Imagine a river where salmon tirelessly leap against the current, striving to reach their destination. Similarly, in the maturity stage, SaaS companies must exert effort and ingenuity to avoid being swept downstream by market saturation and competition. This stage is not just a test of endurance but an opportunity to redefine the product and explore new horizons.

In this article, we delve into the intricacies of the maturity stage of the product life cycle. Through real-world examples and practical insights, we aim to equip SaaS businesses with the knowledge and strategies to navigate this crucial stage successfully and set the stage for continued success and innovation.

What are the four stages in the product life cycle?

Before we dive deeper into the maturity stage, let’s quickly review the full journey of a product through its life cycle. Each stage comes with its own goals, challenges, and strategies.

  1. Introduction
    This is the launch phase, where the product is introduced to the market. The focus is on raising awareness, attracting early adopters, and gathering valuable feedback. Sales are typically low, and marketing efforts are intensive to build initial traction.

  2. Growth
    In the growth stage, the product begins to gain traction. Sales increase rapidly, the customer base expands, and competition begins to heat up. The goal at this point is to scale effectively while continuing to meet the evolving needs of customers.

  3. Maturity
    The product reaches its peak market penetration. Growth begins to slow down as the market becomes saturated. At this stage, the focus shifts from acquiring new customers to maintaining market share, standing out from competitors, and enhancing the product with new features.

  4. Decline
    Eventually, the decline stage of the product life cycle comes when demand starts to decrease, often due to changes in customer needs, new technologies, or better alternatives. Companies must then decide whether to redesign and reposition the product, target new markets, or prepare to phase it out.

Now that we understand where the maturity stage fits within the broader product life cycle, let’s take a closer look at what makes this stage so critical — and how businesses can navigate it successfully.

Characteristics of maturity stage in the product life cycle

The maturity stage in the product life cycle is the third phase when a product has captured most of its potential market, growth slows, and competition becomes fiercest. At this point, your product is no longer new — it's a mature product, widely adopted, and your main focus shifts from gaining new customers to defending your market share and extending profitability.

Key characteristics of the maturity stage include::

  • Sales growth plateaus as the market becomes saturated.

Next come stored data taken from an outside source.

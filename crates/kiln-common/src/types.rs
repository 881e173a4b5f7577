//! Key datatype tags for KilnDB indexes.

use serde::{Deserialize, Serialize};

/// Datatype of an indexed attribute.
///
/// The tag is persisted in the index meta page, so the numeric values are
/// part of the on-disk format. Only [`KeyType::Int`] keys are implemented;
/// the other tags reserve space in the format for future key kinds.
#[derive(Debug, Clone, Copy, PartialEq, Eq, Hash, Serialize, Deserialize)]
pub enum KeyType {
    /// 32-bit signed integer key.
    Int,
    /// 64-bit floating point key (reserved).
    Double,
    /// Variable-length string key (reserved).
    Text,
}

impl KeyType {
    /// Returns the on-disk tag for this key type.
    pub fn tag(&self) -> i32 {
        match self {
            KeyType::Int => 0,
            KeyType::Double => 1,
            KeyType::Text => 2,
        }
    }

    /// Decodes a key type from its on-disk tag.
    pub fn from_tag(tag: i32) -> Option<KeyType> {
        match tag {
            0 => Some(KeyType::Int),
            1 => Some(KeyType::Double),
            2 => Some(KeyType::Text),
            _ => None,
        }
    }

    /// Returns the fixed byte width of key values of this type, or None for
    /// variable-length keys.
    pub fn fixed_size(&self) -> Option<usize> {
        match self {
            KeyType::Int => Some(4),
            KeyType::Double => Some(8),
            KeyType::Text => None,
        }
    }
}

impl std::fmt::Display for KeyType {
    fn fmt(&self, f: &mut std::fmt::Formatter<'_>) -> std::fmt::Result {
        let name = match self {
            KeyType::Int => "INT",
            KeyType::Double => "DOUBLE",
            KeyType::Text => "TEXT",
        };
        write!(f, "{}", name)
    }
}

#[cfg(test)]
mod tests {
    use super::*;

    #[test]
    fn test_tag_roundtrip() {
        for kt in [KeyType::Int, KeyType::Double, KeyType::Text] {
            assert_eq!(KeyType::from_tag(kt.tag()), Some(kt));
        }
    }

    #[test]
    fn test_unknown_tag() {
        assert_eq!(KeyType::from_tag(3), None);
        assert_eq!(KeyType::from_tag(-1), None);
    }

    #[test]
    fn test_fixed_size() {
        assert_eq!(KeyType::Int.fixed_size(), Some(4));
        assert_eq!(KeyType::Double.fixed_size(), Some(8));
        assert_eq!(KeyType::Text.fixed_size(), None);
    }

    #[test]
    fn test_display() {
        assert_eq!(KeyType::Int.to_string(), "INT");
        assert_eq!(KeyType::Double.to_string(), "DOUBLE");
        assert_eq!(KeyType::Text.to_string(), "TEXT");
    }

    #[test]
    fn test_serde_roundtrip() {
        for kt in [KeyType::Int, KeyType::Double, KeyType::Text] {
            let json = serde_json::to_string(&kt).unwrap();
            let back: KeyType = serde_json::from_str(&json).unwrap();
            assert_eq!(kt, back);
        }
    }
}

  • Customer acquisition slows because most people who need your product already have it.

  • Price competition intensifies, and weaker competitors may exit the market.

  • Innovation and differentiation become critical to maintaining relevance.

The Sigmoid Curve

On the product life cycle curve, the maturity stage is the point where the steep climb of growth flattens out — reaching what’s often called point "A."
From here, companies face a crucial decision:

  • Leap forward by finding new growth opportunities (through product updates or market expansions), or
  • Slide into decline if they fail to adapt.

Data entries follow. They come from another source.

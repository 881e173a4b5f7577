//! Heap file: a relation's records in buffer-managed slotted pages.

use crate::buffer::BufferManager;
use crate::heap::page::HeapPage;
use crate::tuple::RecordId;
use bytes::Bytes;
use kiln_common::page::PageId;
use kiln_common::{KilnError, Result};
use log::info;
use std::collections::VecDeque;
use std::sync::Arc;

/// A relation stored as a heap of slotted pages.
///
/// Records are append-only opaque byte strings; each is addressed by the
/// [`RecordId`] assigned at insertion. All page access goes through the
/// buffer manager, pinning pages only for the duration of one call.
pub struct HeapFile {
    buf: Arc<BufferManager>,
    file_id: u32,
    name: String,
}

impl HeapFile {
    /// Opens a relation by name, creating its heap file if absent.
    pub fn open_or_create(buf: Arc<BufferManager>, name: &str) -> Result<HeapFile> {
        let file_id = buf.disk().open_file(name)?;
        info!(
            "opened relation {name} ({} pages)",
            buf.disk().num_pages(file_id)?
        );
        Ok(Self {
            buf,
            file_id,
            name: name.to_string(),
        })
    }

    /// Returns the relation name.
    pub fn name(&self) -> &str {
        &self.name
    }

    /// Returns the heap file ID.
    pub fn file_id(&self) -> u32 {
        self.file_id
    }

    /// Returns the number of pages in the heap file.
    pub fn num_pages(&self) -> Result<u32> {
        self.buf.disk().num_pages(self.file_id)
    }

    /// Appends a record to the relation and returns its locator.
    ///
    /// Tries the last page first and extends the file when it is full.
    pub fn append(&self, record: &[u8]) -> Result<RecordId> {
        if record.len() > HeapPage::MAX_RECORD {
            return Err(KilnError::RecordTooLarge {
                size: record.len(),
                max: HeapPage::MAX_RECORD,
            });
        }

        let num_pages = self.num_pages()?;
        if num_pages > 0 {
            let pid = PageId::new(self.file_id, num_pages);
            match self.append_to_page(pid, record)? {
                Some(rid) => return Ok(rid),
                None => {} // page full, extend below
            }
        }

        let pid = self.buf.alloc_page(self.file_id)?;
        let mut page = HeapPage::new();
        let slot = page.append(record)?;
        self.buf.with_page_mut(pid, |d| d.copy_from_slice(page.as_bytes()))?;
        self.buf.unpin_page(pid, true)?;
        Ok(RecordId::new(pid.page_num, slot.0))
    }

    /// Tries to append into an existing page; None means the page is full.
    fn append_to_page(&self, pid: PageId, record: &[u8]) -> Result<Option<RecordId>> {
        self.buf.read_page(pid)?;
        let mut page = self.buf.with_page(pid, HeapPage::from_bytes)?;
        match page.append(record) {
            Ok(slot) => {
                self.buf.with_page_mut(pid, |d| d.copy_from_slice(page.as_bytes()))?;
                self.buf.unpin_page(pid, true)?;
                Ok(Some(RecordId::new(pid.page_num, slot.0)))
            }
            Err(KilnError::PageFull) => {
                self.buf.unpin_page(pid, false)?;
                Ok(None)
            }
            Err(e) => {
                self.buf.unpin_page(pid, false)?;
                Err(e)
            }
        }
    }

    /// Fetches a record by locator, or None if the locator is out of range.
    pub fn record(&self, rid: RecordId) -> Result<Option<Bytes>> {
        if !rid.is_valid() || rid.page_num > self.num_pages()? {
            return Ok(None);
        }
        let pid = PageId::new(self.file_id, rid.page_num);
        self.buf.read_page(pid)?;
        let record = self
            .buf
            .with_page(pid, |d| HeapPage::from_bytes(d).record(crate::heap::SlotId(rid.slot)))?;
        self.buf.unpin_page(pid, false)?;
        Ok(record)
    }

    /// Scans all records in storage order.
    ///
    /// The returned iterator yields `(RecordId, record bytes)`; exhaustion
    /// signals end of stream.
    pub fn scan(&self) -> RecordScan<'_> {
        RecordScan {
            heap: self,
            next_page: 1,
            last_page: self.num_pages().unwrap_or(0),
            pending: VecDeque::new(),
            failed: false,
        }
    }

    /// Writes all of the relation's dirty pages back to disk.
    pub fn flush(&self) -> Result<()> {
        self.buf.flush_file(self.file_id)?;
        Ok(())
    }
}

/// Iterator over a heap file's records in storage order.
pub struct RecordScan<'a> {
    heap: &'a HeapFile,
    /// Next page to load (1-based).
    next_page: u32,
    /// Page count captured when the scan started.
    last_page: u32,
    /// Records of the current page not yet yielded.
    pending: VecDeque<(RecordId, Bytes)>,
    /// Set after an I/O error; the scan ends.
    failed: bool,
}

impl RecordScan<'_> {
    /// Loads the next page's records into the pending queue.
    fn load_next_page(&mut self) -> Result<()> {
        let pid = PageId::new(self.heap.file_id, self.next_page);
        self.next_page += 1;

        let buf = &self.heap.buf;
        buf.read_page(pid)?;
        let records = buf.with_page(pid, |d| {
            HeapPage::from_bytes(d)
                .records()
                .map(|(slot, bytes)| (RecordId::new(pid.page_num, slot.0), bytes))
                .collect::<Vec<_>>()
        })?;
        buf.unpin_page(pid, false)?;

        self.pending.extend(records);
        Ok(())
    }
}

impl Iterator for RecordScan<'_> {
    type Item = Result<(RecordId, Bytes)>;

    fn next(&mut self) -> Option<Self::Item> {
        if self.failed {
            return None;
        }
        loop {
            if let Some(entry) = self.pending.pop_front() {
                return Some(Ok(entry));
            }
            if self.next_page > self.last_page {
                return None;
            }
            if let Err(e) = self.load_next_page() {
                self.failed = true;
                return Some(Err(e));
            }
        }
    }
}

Recognizing these signs is critical because the maturity stage is a turning point. If these patterns sound familiar to you, there’s both good news and bad news.

Good news:
If you've reached the maturity stage, you’re part of the top 10% of startups that survive the initial phases (according to Neil Patel).
Mature products typically enjoy:

  • Peak market penetration.

  • Maximum profitability.

  • Strong brand recognition and resources to drive future moves.

Bad news:
Growth will slow naturally as you run up against the limitations of your market size or market share.
Research from Matthew S. Olson and Derek van Bever (Stall Points) shows that once a company encounters a major growth stall, it has less than a 10% chance of fully recovering. Most move from maturity into decline unless they act proactively.

This makes the maturity stage a critical pivot point for your SaaS product.

The strategies for the maturity stage of the product life cycle

While every company’s circumstances are unique, there are three strategies that help to regain growth during the Maturity stage:

  • Product Development: Activities such as creating new products and improving the existing products with improvements and developments.
  • Market Development: Includes localization for different locations and selling to the new audience segments.
  • Diversification: This can be made by entering a new market via acquisitions or developing brand-new products for a new audience.

We'll consider those strategies in practice. Slack and Zoom are the first two SaaS companies that come into mind as examples of maturity — they are reaching the maturity stage of the life cycle before our eyes because so many people already have their accounts (or their competitors' accounts.)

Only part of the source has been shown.